Overview: We are seeking an Intern-AI Engineer to help design, build, and deploy AI-powered applications that leverage large language models (LLMs) and enterprise data systems. This role focuses on developing practical AI solutions that improve healthcare treatment, payment, and operations through intelligent systems and natural language interfaces.
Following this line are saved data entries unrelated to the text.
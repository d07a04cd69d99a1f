//! Configuration file loading
//!
//! Handles loading and writing configuration as TOML files.

use crate::config::Config;
use crate::error::ConfigError;

use std::path::{Path, PathBuf};

/// Configuration file handler
pub struct ConfigFile;

impl ConfigFile {
    /// Load configuration from a file
    pub fn load<P: AsRef<Path>>(path: P) -> Result<Config, ConfigError> {
        let path = path.as_ref();

        let content = std::fs::read_to_string(path)
            .map_err(|_| ConfigError::FileNotFound(path.display().to_string()))?;

        let config: Config = toml::from_str(&content)?;
        Ok(config)
    }

    /// Load configuration from the first default location that parses
    pub fn load_default() -> Option<(PathBuf, Config)> {
        for path in Self::default_paths() {
            if path.exists() {
                match Self::load(&path) {
                    Ok(config) => {
                        log::info!("Loaded config from {}", path.display());
                        return Some((path, config));
                    }
                    Err(e) => log::warn!("Skipping {}: {}", path.display(), e),
                }
            }
        }
        None
    }

    /// Write configuration, refusing to overwrite unless `force` is set
    pub fn save<P: AsRef<Path>>(path: P, config: &Config, force: bool) -> Result<(), ConfigError> {
        let path = path.as_ref();
        if path.exists() && !force {
            return Err(ConfigError::AlreadyExists(path.display().to_string()));
        }

        let contents = toml::to_string_pretty(config)?;
        if let Some(parent) = path.parent().filter(|p| !p.as_os_str().is_empty()) {
            std::fs::create_dir_all(parent)
                .map_err(|e| ConfigError::ParseError(format!("{}: {}", parent.display(), e)))?;
        }
        std::fs::write(path, contents)
            .map_err(|e| ConfigError::ParseError(format!("{}: {}", path.display(), e)))?;

        Ok(())
    }

    /// Per-user configuration path
    pub fn user_path() -> PathBuf {
        match dirs::config_dir() {
            Some(config_dir) => config_dir.join("alertctl").join("config.toml"),
            None => PathBuf::from("alertctl.toml"),
        }
    }

    /// Get default configuration file paths
    pub fn default_paths() -> Vec<PathBuf> {
        let mut paths = Vec::new();

        // System-wide config
        paths.push(PathBuf::from("/etc/alertctl/config.toml"));

        // User config
        if let Some(config_dir) = dirs::config_dir() {
            paths.push(config_dir.join("alertctl").join("config.toml"));
        }

        // Current directory
        paths.push(PathBuf::from("alertctl.toml"));

        paths
    }
}

#[cfg(test)]
mod tests {
    use super::*;

    #[test]
    fn test_default_paths_not_empty() {
        let paths = ConfigFile::default_paths();
        assert!(!paths.is_empty());
        assert_eq!(paths.last().unwrap(), &PathBuf::from("alertctl.toml"));
    }

    #[test]
    fn test_load_missing_file() {
        let result = ConfigFile::load("/nonexistent/path/config.toml");
        assert!(matches!(result, Err(ConfigError::FileNotFound(_))));
    }

    #[test]
    fn test_save_and_load() {
        let dir = tempfile::tempdir().unwrap();
        let path = dir.path().join("nested").join("config.toml");
        let config = Config::starter();

        ConfigFile::save(&path, &config, false).unwrap();
        let loaded = ConfigFile::load(&path).unwrap();
        assert_eq!(loaded.rules, config.rules);
        assert_eq!(loaded.channels, config.channels);

        assert!(matches!(
            ConfigFile::save(&path, &config, false),
            Err(ConfigError::AlreadyExists(_))
        ));
        ConfigFile::save(&path, &Config::default(), true).unwrap();
        assert!(ConfigFile::load(&path).unwrap().rules.is_empty());
    }

    #[test]
    fn test_load_invalid_toml() {
        let dir = tempfile::tempdir().unwrap();
        let path = dir.path().join("config.toml");
        std::fs::write(&path, "[general\n").unwrap();
        assert!(matches!(ConfigFile::load(&path), Err(ConfigError::TomlError(_))));
    }
}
You will work closely with Data Scientists, Data Engineers, and business stakeholders to build the underlying architecture for AI agents - including context layers, data retrieval systems, and governance guardrails - that operate reliably in regulated, data-intensive healthcare environments. This is an excellent opportunity for an early-career engineer passionate about AI technologies and building real-world applications that scale. *We are currently looking for interns who can start immediately, 12-week internship, and work 40 hours per week.* Responsibilities: Technical Expertise

  • SQL fundamentals - comfortable writing queries against structured data, not just describing them
  • Exposure to LLM APIs (e.g., OpenAI, Azure OpenAI, Anthropic) and familiarity with one orchestration framework (LangChain, LlamaIndex, or similar)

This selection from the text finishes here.